Three years later, things have changed. There is waning interest in Airbnb-ing, brokers say, and it’s not just because nearly all the towns in the Hudson Valley and Catskills have enacted regulations to limit the practice. Instead, what they’re seeing is that high home prices and interest rates have pushed the sales market into an echelon in which buyers don’t have to — and, moreover, often don’t want to — rent out their homes to short-term visitors. “Before, it was like regular people Airbnb-ing to make their second home work,” says a broker. “Now everyone that’s buying a house here is rich. They’re like, ewww.”

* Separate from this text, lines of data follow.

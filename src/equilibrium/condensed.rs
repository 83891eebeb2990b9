//! Management of the active condensed-species set.
//!
//! Active condensed species occupy the prefix of the candidate list;
//! inclusion and removal swap candidates across the active boundary so no
//! bookkeeping beyond the active count is needed.

use crate::state::Case;
use crate::Verbosity;
use ndarray::Array1;
use std::collections::HashMap;

/// Temperature margin around a phase transition inside which both phases
/// are kept in the iteration.
const TRANSITION_MARGIN: f64 = 50.0;

/// Evict active condensed species with non-positive mole numbers and
/// substitute species that have left their temperature range with an
/// alternate phase of the same formula. Returns true if the active set
/// changed.
pub(crate) fn remove_condensed(
    case: &mut Case,
    evicted: &mut HashMap<usize, u32>,
    verbosity: Verbosity,
) -> bool {
    let mut changed = false;
    let mut c = 0;
    while c < case.product.n_condensed_active {
        let species = case.product.condensed[c];
        if case.product.n_condensed[c] <= 0.0 {
            log_iter!(
                verbosity,
                "removing condensed species {}",
                case.thermo.get(species).name
            );
            *evicted.entry(species).or_insert(0) += 1;
            evict(case, c);
            changed = true;
            // the swapped-in species is examined next
            continue;
        }

        let sp = case.thermo.get(species);
        if !sp.temperature_check(case.temperature) {
            if let Some(alternate) = find_alternate(case, c) {
                let transition = sp.transition_temperature(case.temperature);
                let past_transition =
                    (case.temperature - transition).abs() > TRANSITION_MARGIN;
                if alternate < case.product.n_condensed_active {
                    // the admissible phase is already active; both phases
                    // coexist while the temperature stays near the
                    // transition
                    if past_transition {
                        *evicted.entry(species).or_insert(0) += 1;
                        evict(case, c);
                        changed = true;
                        continue;
                    }
                } else if past_transition {
                    // well past the transition: replace the phase, keep
                    // its mole number
                    log_iter!(
                        verbosity,
                        "substituting {} for {}",
                        case.thermo.get(case.product.condensed[alternate]).name,
                        case.thermo.get(species).name
                    );
                    case.product.condensed.swap(c, alternate);
                    changed = true;
                } else {
                    // near the transition: iterate on both phases
                    log_iter!(
                        verbosity,
                        "adding phase {}",
                        case.thermo.get(case.product.condensed[alternate]).name
                    );
                    let active = case.product.n_condensed_active;
                    case.product.condensed.swap(active, alternate);
                    case.product.n_condensed.swap(active, alternate);
                    case.product.n_condensed[active] = 0.0;
                    case.product.n_condensed_active += 1;
                    changed = true;
                }
            }
        }
        c += 1;
    }
    changed
}

/// Include the inactive condensed candidate with the most negative
/// inclusion test G°/RT - sum(pi_j a_j), if any. Returns true if one was
/// added.
pub(crate) fn include_condensed(
    case: &mut Case,
    pi: &Array1<f64>,
    evicted: &HashMap<usize, u32>,
    verbosity: Verbosity,
) -> bool {
    let t = case.temperature;
    let mut best: Option<(usize, f64)> = None;
    for pos in case.product.n_condensed_active..case.product.condensed.len() {
        let species = case.product.condensed[pos];
        let sp = case.thermo.get(species);
        if !sp.temperature_check(t) {
            continue;
        }
        // do not cycle a species that repeatedly converges to zero
        if evicted.get(&species).copied().unwrap_or(0) >= 2 {
            continue;
        }
        let test = sp.gibbs0(t)
            - case
                .product
                .elements
                .iter()
                .enumerate()
                .map(|(j, &z)| pi[j] * case.product.a_condensed(&case.thermo, z, pos))
                .sum::<f64>();
        if test < 0.0 && best.map_or(true, |(_, b)| test < b) {
            best = Some((pos, test));
        }
    }

    if let Some((pos, _)) = best {
        log_iter!(
            verbosity,
            "including condensed species {}",
            case.thermo.get(case.product.condensed[pos]).name
        );
        let active = case.product.n_condensed_active;
        case.product.condensed.swap(active, pos);
        case.product.n_condensed.swap(active, pos);
        case.product.n_condensed[active] = 0.0;
        case.product.n_condensed_active += 1;
        true
    } else {
        false
    }
}

/// Evict active condensed species whose mole numbers have gone negative
/// and are still being driven further down. The linearized system has no
/// solution with such a species present, so waiting for convergence
/// would exhaust the iteration budget.
pub(crate) fn remove_diverging(
    case: &mut Case,
    evicted: &mut HashMap<usize, u32>,
    verbosity: Verbosity,
) -> bool {
    let mut changed = false;
    let mut c = 0;
    while c < case.product.n_condensed_active {
        if case.product.n_condensed[c] < 0.0 && case.iteration.delta_n_condensed[c] < 0.0 {
            log_iter!(
                verbosity,
                "removing condensed species {}",
                case.thermo.get(case.product.condensed[c]).name
            );
            *evicted.entry(case.product.condensed[c]).or_insert(0) += 1;
            evict(case, c);
            changed = true;
            continue;
        }
        c += 1;
    }
    changed
}

/// Swap the active condensed species at `c` out of the active prefix.
fn evict(case: &mut Case, c: usize) {
    let last = case.product.n_condensed_active - 1;
    case.product.condensed.swap(c, last);
    case.product.n_condensed.swap(c, last);
    case.product.n_condensed[last] = 0.0;
    case.iteration.delta_n_condensed.swap(c, last);
    case.product.n_condensed_active = last;
}

/// A candidate with the same formula whose temperature range admits the
/// current temperature.
fn find_alternate(case: &Case, c: usize) -> Option<usize> {
    let formula = &case.thermo.get(case.product.condensed[c]).formula;
    let phases = case.thermo.search_by_formula(formula);
    (0..case.product.condensed.len()).find(|&pos| {
        pos != c
            && phases.contains(&case.product.condensed[pos])
            && case
                .thermo
                .get(case.product.condensed[pos])
                .temperature_check(case.temperature)
    })
}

Megan Jo Collum, an agent at Country House, says most of the buyers she was working with a few years ago were interested in short-term rentals, and she has witnessed the same shift in the current market: “A sentiment I’ve heard many times, and it does seem to come from higher-net-worth individuals, is ‘No way. We don’t want strangers in our house.’” Even buyers who are willing to try Airbnb often abandon the idea once they find out they’ll have to buy in, say, Saugerties, instead of Woodstock if they want to make a go of it, says Lisa Halter, a broker and the owner of Halter Associates Realty. “People will say, ‘Oh, it was just an idea, but I really do want to be in Woodstock.’”
The three-day office week hasn’t helped much: What might have been a weekend place pre-COVID is now more like a 50-50 split for families who can afford to carry a second home within shouting distance of the city.
And then there’s the glut of Airbnb inventory already out there, which can make the math unattractive for all but a handful of owners with glossy properties. “It’s a sea of mediocrity,” says one broker of the mid-tier Airbnbs. “The extraordinary houses will still get top dollar, but the rental market is so saturated. You’re competing against all the other houses that people bought.” And buyers were snapping up everything that hit the market in the low-interest-rate era. Weekend visitors paying $600 a night before the cleaning fee want a modernist showpiece with pale-wood interiors, not a suburban-style ranch near the highway. (And number of upscale inns and hotels have opened in the past few years, where someone else makes the bed every morning and guests don’t have to hunt around for keys on a dark porch when they arrive at midnight.)
All of this has, of course, led to some buyer’s remorse. Grimes says she recently noticed some of her agents were re-listing houses people had only just bought. “People were not making the money they thought they would. It was a bit of a gut punch.” Although not too much of a gut punch, she added: Prices in Ulster County, for example, did go up 56 percent between 2020 and 2022, after all.